[A photograph for newspaper use is available at http://www.clarkson.edu/news/photos/minko.jpg]
Newswise — What makes a nanocomposite material "smart" ? Consider clothing that can detect the presence of chemical weapons, automatically seal its own pores, and then clean and decontaminate itself. Today the U.S. Department of Defense is funding research for fabric materials that do all these things and are also stronger, more durable, and lighter than current uniforms.
Smart materials are becoming a reality and one of the world's leading experts in the field is Sergiy Minko, who holds the Egon Matijevic´ Chair of Chemistry at Clarkson University.
Minko's research explores responsive functional material based on self-assembly in polymer and colloidal systems. By studying the behavior of single molecules and the assembly of a few molecules, Minko explained, researchers are learning how nature assembles and reassembles molecules to achieve certain properties. Certain natural materials are capable of smart responses via external stimuli such as temperature or an acidic or base environment.

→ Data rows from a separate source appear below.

//! Driver configuration
//!
//! Tunables for the firmware handshake machinery: how long to wait for a
//! creation acknowledgement, how large a command frame may be, and how much
//! an event recording may capture. Loaded from TOML so embedding
//! applications can ship board-specific overrides.

use crate::error::{LinkError, Result};
use serde::{Deserialize, Serialize};
use std::path::Path;
use std::time::Duration;

/// Configuration for a board connection
#[derive(Debug, Clone, Serialize, Deserialize)]
#[serde(default)]
pub struct LinkConfig {
    /// Per-firmware-round-trip acknowledgement timeout in milliseconds.
    /// Multiplied by the number of firmware ids a single request needs.
    pub ack_timeout_ms: u64,

    /// Maximum command frame length including the 2 header bytes
    pub max_frame_len: usize,

    /// Maximum number of commands one event recording may capture
    pub max_event_commands: usize,

    /// Bytes covered by a single log trigger entry
    pub log_chunk_len: usize,
}

impl Default for LinkConfig {
    fn default() -> Self {
        Self {
            ack_timeout_ms: 250,
            max_frame_len: 18,
            max_event_commands: 8,
            log_chunk_len: 4,
        }
    }
}

impl LinkConfig {
    /// Create a config with default values
    pub fn new() -> Self {
        Self::default()
    }

    /// Acknowledgement timeout as a `Duration`
    pub fn ack_timeout(&self) -> Duration {
        Duration::from_millis(self.ack_timeout_ms)
    }

    /// Parse a config from a TOML string
    pub fn from_toml_str(s: &str) -> Result<Self> {
        toml::from_str(s).map_err(|e| LinkError::Config(e.to_string()))
    }

    /// Serialize the config to a TOML string
    pub fn to_toml_string(&self) -> Result<String> {
        toml::to_string_pretty(self).map_err(|e| LinkError::Config(e.to_string()))
    }

    /// Load a config from a TOML file
    pub fn load(path: impl AsRef<Path>) -> Result<Self> {
        let contents = std::fs::read_to_string(path)?;
        Self::from_toml_str(&contents)
    }

    /// Save the config to a TOML file
    pub fn save(&self, path: impl AsRef<Path>) -> Result<()> {
        std::fs::write(path, self.to_toml_string()?)?;
        Ok(())
    }
}
//! Wire protocol constants and frame helpers
//!
//! Command frames are `[module, register, ...payload]` or
//! `[module, register, instance, ...payload]` for per-instance registers.
//! Register ids carry two flag bits: the high bit (0x80) marks read
//! framing, the second-high bit (0x40) marks a register as actively
//! notifying ("live").

/// Read framing bit on a register id
pub const READ_BIT: u8 = 0x80;

/// Live (actively notifying) bit on a register id
pub const LIVE_BIT: u8 = 0x40;

/// Mask stripping both flag bits from a register id
pub const REGISTER_MASK: u8 = 0x3F;

/// Sentinel instance id meaning "no instance"
pub const NO_INSTANCE: u8 = 0xFF;

/// Module info read marker: `[module, 0x80]` elicits `[module, 0x80, impl, rev, ...]`
pub const READ_INFO: u8 = 0x80;

/// Module ids used by the core machinery
pub mod modules {
    pub const DATA_PROCESSOR: u8 = 0x09;
    pub const EVENT: u8 = 0x0A;
    pub const LOGGING: u8 = 0x0B;
    pub const TIMER: u8 = 0x0C;
}

/// Data processor module registers
pub mod data_processor {
    pub const ADD: u8 = 0x02;
    pub const NOTIFY: u8 = 0x03;
    pub const STATE: u8 = 0x04;
    pub const PARAMETER: u8 = 0x05;
    pub const REMOVE: u8 = 0x06;
    pub const NOTIFY_ENABLE: u8 = 0x07;
}

/// Event module registers
pub mod event {
    pub const ENTRY: u8 = 0x02;
    pub const CMD_PARAMETERS: u8 = 0x03;
    pub const REMOVE: u8 = 0x04;
}

/// Logging module registers
pub mod logging {
    pub const ENABLE: u8 = 0x01;
    pub const TRIGGER: u8 = 0x02;
    pub const REMOVE: u8 = 0x03;
    pub const READOUT_NOTIFY: u8 = 0x07;
}

/// Timer module registers
pub mod timer {
    pub const ENTRY: u8 = 0x02;
    pub const START: u8 = 0x03;
    pub const STOP: u8 = 0x04;
    pub const REMOVE: u8 = 0x05;
}

/// Build a `[module, register, ...payload]` frame
pub fn command(module: u8, register: u8, payload: &[u8]) -> Vec<u8> {
    let mut frame = Vec::with_capacity(2 + payload.len());
    frame.push(module);
    frame.push(register);
    frame.extend_from_slice(payload);
    frame
}

/// Build a `[module, register, instance, ...payload]` frame
pub fn instance_command(module: u8, register: u8, instance: u8, payload: &[u8]) -> Vec<u8> {
    let mut frame = Vec::with_capacity(3 + payload.len());
    frame.push(module);
    frame.push(register);
    frame.push(instance);
    frame.extend_from_slice(payload);
    frame
}

/// Pack a source byte-offset and length into the single reference byte used
/// by processor create and log trigger commands: `offset | (len - 1) << 5`
pub fn source_ref(offset: u8, len: u8) -> u8 {
    debug_assert!(len >= 1 && len <= 8);
    (offset & 0x1F) | ((len - 1) << 5)
}

#[cfg(test)]
mod tests {
    use super::*;

    #[test]
    fn test_command_layout() {
        let frame = command(modules::DATA_PROCESSOR, data_processor::ADD, &[1, 2]);
        assert_eq!(frame, vec![0x09, 0x02, 1, 2]);
    }

    #[test]
    fn test_instance_command_layout() {
        let frame = instance_command(modules::DATA_PROCESSOR, data_processor::PARAMETER, 3, &[7]);
        assert_eq!(frame, vec![0x09, 0x05, 3, 7]);
    }

    #[test]
    fn test_source_ref_packing() {
        assert_eq!(source_ref(0, 1), 0x00);
        assert_eq!(source_ref(0, 4), 0x60);
        assert_eq!(source_ref(2, 2), 0x22);
    }
}
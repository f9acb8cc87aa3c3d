//! Staging area accumulated while a builder callback runs
//!
//! Strictly transient: the build state is drained into the provisioning
//! phases once the callback returns and is never persisted.

use crate::descriptor::DescId;
use crate::provision::engine::FramePatch;
use crate::provision::processor::ProcessorConfig;
use crate::route::route::ConsumerKind;

/// A pending request to create one firmware-side data processor
#[derive(Debug, Clone)]
pub(crate) struct StagedProcessor {
    pub source: DescId,
    pub config: ProcessorConfig,
    /// Descriptor of the produced signal; instance promoted on ack
    pub produced: DescId,
    /// Same-batch id substitutions (fuser references)
    pub patches: Vec<FramePatch>,
}

/// A subscribed producer, in `.stream()`/`.log()` call order
#[derive(Debug, Clone)]
pub(crate) struct StagedConsumer {
    pub desc: DescId,
    pub kind: ConsumerKind,
}

/// A recorded reaction program awaiting event provisioning
#[derive(Debug, Clone)]
pub(crate) struct StagedReaction {
    pub trigger: DescId,
    pub commands: Vec<Vec<u8>>,
}

/// A named feedback binding: when the named producer fires, the firmware
/// rewrites the destination processor's parameters from its value
#[derive(Debug, Clone)]
pub(crate) struct StagedFeedback {
    pub name: String,
    /// Index into [`BuildState::processors`]
    pub dest_processor: usize,
    pub config: ProcessorConfig,
}

/// Branch bookkeeping frame; `index`/`to` look the origin up instead of
/// popping, so branch addressing cannot be reordered by consumption
#[derive(Debug, Clone, Copy)]
pub(crate) enum BranchFrame {
    Split { origin: DescId },
    Multicast { origin: DescId },
}

/// Everything one builder callback stages before provisioning starts
#[derive(Debug, Default)]
pub(crate) struct BuildState {
    pub processors: Vec<StagedProcessor>,
    pub consumers: Vec<StagedConsumer>,
    pub reactions: Vec<StagedReaction>,
    pub feedback: Vec<StagedFeedback>,
    /// Names registered in this route, in registration order
    pub names: Vec<(String, DescId)>,
    pub branches: Vec<BranchFrame>,
}

impl BuildState {
    pub fn has_name(&self, name: &str) -> bool {
        self.names.iter().any(|(n, _)| n == name)
    }

    pub fn lookup_name(&self, name: &str) -> Option<DescId> {
        self.names
            .iter()
            .find(|(n, _)| n == name)
            .map(|(_, d)| *d)
    }

    /// Index of the staged processor producing `desc`, if any
    pub fn producer_of(&self, desc: DescId) -> Option<usize> {
        self.processors.iter().position(|p| p.produced == desc)
    }
}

"Skin is a good example of a material capable of smart responses based on outside stimuli," he said. "The pores open and close based on temperature and humidity and thus help the body to regulate its internal temperature. Our interests are in understanding how nature has programmed these molecules to react this way and then to recreate the process synthetically."
At Clarkson, Minko has established the interdisciplinary Nanostructured Materials Group with S.V. Babu, professor of Chemical Engineering, and Igor Sokolov, professor of Physics to explore fabrication and study of synthetic and biomaterials at nanoscale, with a special interest in materials for biomedical application, sensors and molecular electronics.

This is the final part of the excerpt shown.